Around this time last year, Film Comment editor Nicolas Rapold called the True/False film festival “one of the most outstanding annual showcases for documentary film.” The lineup for the 2020 edition is now set and it features a special focus on this year’s winners of the True Vision award, Bill and Turner Ross. The brothers’ Bloody Nose, Empty Pockets—“strong work,” writes Filmmaker’s Vadim Rizov, “easily my favorite thing the Rosses have done”—premiered at Sundance last month and now heads to Berlin. True/False 2020 will run from March 5 through 8 in Columbia, Missouri.


This week’s highlights:

  • Late in 1972, the renowned film historian Donald Richie, who was Curator of Film at the Museum of Modern Art at the time, invited Hollis Frampton, already an icon of the American avant-garde, to take part in a complete retrospective: “It is all for love and honor and no money is included at all.” Frampton must have mulled this over for a couple of weeks before composing a point-by-point response, and the Belgian site Sabzian has now posted the remarkable letter. “I venture to suggest that a time may come when the whole history of art will become no more than a footnote to the history of film . . . or of whatever evolves from film,” wrote Frampton. “Already, in less than a century, film has produced great monuments of passionate intelligence. If we say that we honor such a nascent tradition, then we affirm our wish that it will continue. But it cannot continue on love and honor alone.” As for how film is faring now, Sabzian has invited Olivier Assayas to deliver this year’s State of Cinema address in Brussels on March 27.
  • Another Belgian site, photogénie, has just today rolled out its first issue edited by Maximilien Luc Proctor and featuring contributions from five of his fellow participants in the Young Critics Workshop at the Film Fest Gent. “The Eye of Time,” a phrase borrowed from P. Adams Sitney, a leading historian of avant-garde cinema, is the theme, and the essays address not only the challenges posed by such long works as Gregory Markopoulos’s Eniaios cycle (1948–1990), Rainer Werner Fassbinder’s Berlin Alexanderplatz (1980), Béla Tarr’s Sátántangó (1994), and Marcel Ophuls’s The Troubles We’ve Seen (1994), but also the sense that the short films of Vjekoslav Nakić are “suspended in eternal time.”
  • Locarno in Los Angeles is running through the weekend, and tomorrow night, Pedro Costa will be on hand to take part in a Q&A following a screening of his Golden Leopard winner, Vitalina Varela. The film focuses on a woman who arrives in Lisbon from Cape Verde to discover what she can about her deceased husband, but it’s also “more than an encounter with her,” writes Patrick Holzapfel at Kino Slang, “it’s an exchange. An exchange between the drama of Vitalina and the power of cinema, the imagery of Costa with the anger of Vitalina. It’s not a conflict between cinema and life, it’s a form of togetherness.”

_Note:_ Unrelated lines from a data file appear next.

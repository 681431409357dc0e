//! Domain models shared by catalog services
//!
//! Wire format is camelCase JSON; enum values are snake_case strings, which
//! are also the values persisted in the database.

use chrono::{DateTime, Utc};
use serde::{Deserialize, Serialize};
use std::fmt;
use std::str::FromStr;
use uuid::Uuid;

use crate::{Error, Result};

// ========================================
// Artifact
// ========================================

/// Fixed set of artifact categories
#[derive(Debug, Clone, Copy, PartialEq, Eq, Hash, Serialize, Deserialize)]
#[serde(rename_all = "snake_case")]
pub enum Category {
    Pottery,
    Tools,
    Weaving,
    Carving,
    Jewelry,
    Clothing,
    Weapons,
    MusicalInstruments,
    Ceremonial,
    Household,
    Artwork,
    Other,
}

impl Category {
    pub const ALL: [Category; 12] = [
        Category::Pottery,
        Category::Tools,
        Category::Weaving,
        Category::Carving,
        Category::Jewelry,
        Category::Clothing,
        Category::Weapons,
        Category::MusicalInstruments,
        Category::Ceremonial,
        Category::Household,
        Category::Artwork,
        Category::Other,
    ];

    pub fn as_str(&self) -> &'static str {
        match self {
            Category::Pottery => "pottery",
            Category::Tools => "tools",
            Category::Weaving => "weaving",
            Category::Carving => "carving",
            Category::Jewelry => "jewelry",
            Category::Clothing => "clothing",
            Category::Weapons => "weapons",
            Category::MusicalInstruments => "musical_instruments",
            Category::Ceremonial => "ceremonial",
            Category::Household => "household",
            Category::Artwork => "artwork",
            Category::Other => "other",
        }
    }
}

impl FromStr for Category {
    type Err = Error;

    fn from_str(s: &str) -> Result<Self> {
        Category::ALL
            .iter()
            .copied()
            .find(|c| c.as_str() == s)
            .ok_or_else(|| Error::validation("category", format!("unknown category '{}'", s)))
    }
}

impl fmt::Display for Category {
    fn fmt(&self, f: &mut fmt::Formatter<'_>) -> fmt::Result {
        f.write_str(self.as_str())
    }
}

/// One image attached to an artifact
#[derive(Debug, Clone, PartialEq, Eq, Serialize, Deserialize)]
#[serde(rename_all = "camelCase")]
pub struct ArtifactImage {
    pub url: String,
    #[serde(default, skip_serializing_if = "Option::is_none")]
    pub public_id: Option<String>,
    pub is_primary: bool,
}

/// Canonical catalog record
///
/// Invariant: at most one entry of `images` has `is_primary == true`, and
/// when one does, `image_url` points at it.
#[derive(Debug, Clone, PartialEq, Eq, Serialize, Deserialize)]
#[serde(rename_all = "camelCase")]
pub struct Artifact {
    pub id: Uuid,
    pub name: String,
    pub description: String,
    pub category: Category,
    /// Ordered set, replaced whole on update
    pub tags: Vec<String>,
    pub location: Option<String>,
    pub images: Vec<ArtifactImage>,
    pub image_url: Option<String>,
    pub status: String,
}

impl Artifact {
    /// The current primary image, if any
    pub fn primary_image(&self) -> Option<&ArtifactImage> {
        self.images.iter().find(|img| img.is_primary)
    }

    /// True when the artifact has a primary image or an image URL pointer
    pub fn has_primary(&self) -> bool {
        self.image_url.is_some() || self.primary_image().is_some()
    }
}

// ========================================
// Feedback
// ========================================

/// Kind of contribution
#[derive(Debug, Clone, Copy, PartialEq, Eq, Hash, Serialize, Deserialize)]
#[serde(rename_all = "snake_case")]
pub enum FeedbackType {
    EditSuggestion,
    NewInfo,
    Correction,
    General,
}

impl FeedbackType {
    pub const ALL: [FeedbackType; 4] = [
        FeedbackType::EditSuggestion,
        FeedbackType::NewInfo,
        FeedbackType::Correction,
        FeedbackType::General,
    ];

    pub fn as_str(&self) -> &'static str {
        match self {
            FeedbackType::EditSuggestion => "edit_suggestion",
            FeedbackType::NewInfo => "new_info",
            FeedbackType::Correction => "correction",
            FeedbackType::General => "general",
        }
    }
}

impl FromStr for FeedbackType {
    type Err = Error;

    fn from_str(s: &str) -> Result<Self> {
        FeedbackType::ALL
            .iter()
            .copied()
            .find(|t| t.as_str() == s)
            .ok_or_else(|| {
                Error::validation("feedbackType", format!("unknown feedback type '{}'", s))
            })
    }
}

impl fmt::Display for FeedbackType {
    fn fmt(&self, f: &mut fmt::Formatter<'_>) -> fmt::Result {
        f.write_str(self.as_str())
    }
}

/// Moderation state. `Approved` and `Rejected` are terminal.
#[derive(Debug, Clone, Copy, PartialEq, Eq, Hash, Serialize, Deserialize)]
#[serde(rename_all = "snake_case")]
pub enum FeedbackStatus {
    Pending,
    Approved,
    Rejected,
}

impl FeedbackStatus {
    pub const ALL: [FeedbackStatus; 3] = [
        FeedbackStatus::Pending,
        FeedbackStatus::Approved,
        FeedbackStatus::Rejected,
    ];

    pub fn as_str(&self) -> &'static str {
        match self {
            FeedbackStatus::Pending => "pending",
            FeedbackStatus::Approved => "approved",
            FeedbackStatus::Rejected => "rejected",
        }
    }

    pub fn is_terminal(&self) -> bool {
        !matches!(self, FeedbackStatus::Pending)
    }
}

impl FromStr for FeedbackStatus {
    type Err = Error;

    fn from_str(s: &str) -> Result<Self> {
        FeedbackStatus::ALL
            .iter()
            .copied()
            .find(|st| st.as_str() == s)
            .ok_or_else(|| Error::validation("status", format!("unknown status '{}'", s)))
    }
}

impl fmt::Display for FeedbackStatus {
    fn fmt(&self, f: &mut fmt::Formatter<'_>) -> fmt::Result {
        f.write_str(self.as_str())
    }
}

/// Partial field patch proposed by a contributor
///
/// Every slot is independently optional. `None` means "leave unchanged".
#[derive(Debug, Clone, Default, PartialEq, Eq, Serialize, Deserialize)]
#[serde(rename_all = "camelCase")]
pub struct SuggestedChanges {
    #[serde(default, skip_serializing_if = "Option::is_none")]
    pub name: Option<String>,
    #[serde(default, skip_serializing_if = "Option::is_none")]
    pub description: Option<String>,
    #[serde(default, skip_serializing_if = "Option::is_none")]
    pub category: Option<String>,
    #[serde(default, skip_serializing_if = "Option::is_none")]
    pub tags: Option<Vec<String>>,
    #[serde(default, skip_serializing_if = "Option::is_none")]
    pub location: Option<String>,
    /// Context for curators only, never merged into the artifact
    #[serde(default, skip_serializing_if = "Option::is_none")]
    pub additional_info: Option<String>,
}

fn is_present(field: &Option<String>) -> bool {
    field.as_deref().is_some_and(|s| !s.trim().is_empty())
}

fn trimmed(field: Option<String>) -> Option<String> {
    field
        .map(|s| s.trim().to_string())
        .filter(|s| !s.is_empty())
}

impl SuggestedChanges {
    /// True when at least one slot is present and non-blank
    pub fn has_changes(&self) -> bool {
        is_present(&self.name)
            || is_present(&self.description)
            || is_present(&self.category)
            || is_present(&self.location)
            || is_present(&self.additional_info)
            || self
                .tags
                .as_ref()
                .is_some_and(|tags| tags.iter().any(|t| !t.trim().is_empty()))
    }

    /// Trim every string, drop blank slots and blank or repeated tags
    pub fn normalized(self) -> Self {
        let tags = self.tags.and_then(|tags| {
            let mut out: Vec<String> = Vec::with_capacity(tags.len());
            for tag in tags {
                let tag = tag.trim();
                if !tag.is_empty() && !out.iter().any(|t| t == tag) {
                    out.push(tag.to_string());
                }
            }
            (!out.is_empty()).then_some(out)
        });

        Self {
            name: trimmed(self.name),
            description: trimmed(self.description),
            category: trimmed(self.category),
            tags,
            location: trimmed(self.location),
            additional_info: trimmed(self.additional_info),
        }
    }
}

/// Already-uploaded image proposed for an artifact
#[derive(Debug, Clone, PartialEq, Eq, Serialize, Deserialize)]
#[serde(rename_all = "camelCase")]
pub struct SuggestedImage {
    pub url: String,
    #[serde(default, skip_serializing_if = "Option::is_none")]
    pub public_id: Option<String>,
}

/// Contributor-submitted proposal bound to one artifact
#[derive(Debug, Clone, PartialEq, Eq, Serialize, Deserialize)]
#[serde(rename_all = "camelCase")]
pub struct Feedback {
    pub id: Uuid,
    pub artifact_id: Uuid,
    pub user_id: String,
    pub username: String,
    pub feedback_type: FeedbackType,
    pub status: FeedbackStatus,
    pub suggested_changes: SuggestedChanges,
    pub suggested_images: Vec<SuggestedImage>,
    pub reviewed_by: Option<String>,
    pub review_note: Option<String>,
    pub reviewed_at: Option<DateTime<Utc>>,
    pub created_at: DateTime<Utc>,
}

// ========================================
// Identity
// ========================================

/// Caller role as issued by the authentication collaborator
#[derive(Debug, Clone, Copy, PartialEq, Eq, Hash, Serialize, Deserialize)]
#[serde(rename_all = "snake_case")]
pub enum Role {
    User,
    Elder,
    Admin,
}

impl Role {
    pub fn as_str(&self) -> &'static str {
        match self {
            Role::User => "user",
            Role::Elder => "elder",
            Role::Admin => "admin",
        }
    }
}

impl FromStr for Role {
    type Err = Error;

    fn from_str(s: &str) -> Result<Self> {
        match s {
            "user" => Ok(Role::User),
            "elder" => Ok(Role::Elder),
            "admin" => Ok(Role::Admin),
            other => Err(Error::validation("role", format!("unknown role '{}'", other))),
        }
    }
}

/// Authenticated caller
#[derive(Debug, Clone, PartialEq, Eq, Serialize, Deserialize)]
#[serde(rename_all = "camelCase")]
pub struct Identity {
    pub user_id: String,
    pub username: String,
    pub role: Role,
}

impl Identity {
    /// Curators (admin, elder) may review feedback
    pub fn is_curator(&self) -> bool {
        matches!(self.role, Role::Admin | Role::Elder)
    }
}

  • While our minds are on Los Angeles, the UCLA Film & Television Archive has announced that it’s partnering with the Mary Pickford Foundation to digitally remaster and preserve three films featuring the woman who was known in her day as “America’s Sweetheart”—The Little American (1917), Amarilly of Clothes-Line Alley (1918), and The Love Light (1921). The Archive is particularly well-known for its collection of works associated with the movement that arose in the 1960s and ’70s on its own campus. Noela Hueso recently spoke with one of the progenitors of the LA Rebellion, Charles Burnett, whose Killer of Sheep (1977) will screen on Tuesday at the Lumiere. “I didn’t tell people in my neighborhood that I was studying film until I did Killer of Sheep and brought my filmmaking there,” says Burnett. “I was trying to demystify filmmaking in the community. I wanted kids to see what making a film was like, to show them that they could do the same thing.”
  • You may have heard that we’re teaming up with Neon on forthcoming special editions of Bong Joon-ho’s Parasite—which of course, made history on Sunday when it became the first film in a language other than English to win the Oscar for best picture—and Bong’s 2003 comedic thriller Memories of Murder. “The streets of Seoul are as much a character in Parasite as the actors themselves,” writes Choe Sang-Hun in the New York Times, “and they played a formative role in shaping Mr. Bong’s politicized worldview and intense focus on the searing inequality in the pulsing city of ten million people.” Because Parasite has piqued global interest in Korean cinema, the Guardian’s Peter Bradshaw has put together a set of recommendations in the form of a ranked list with notes on works by such directors as Bong, Park Chan-wook, Lee Chang-dong, Hong Sang-soo, Lee Jeong-hyang, Kim Jee-woon, Im Kwon-taek, Jeong Jae-eun, and Kim Bora.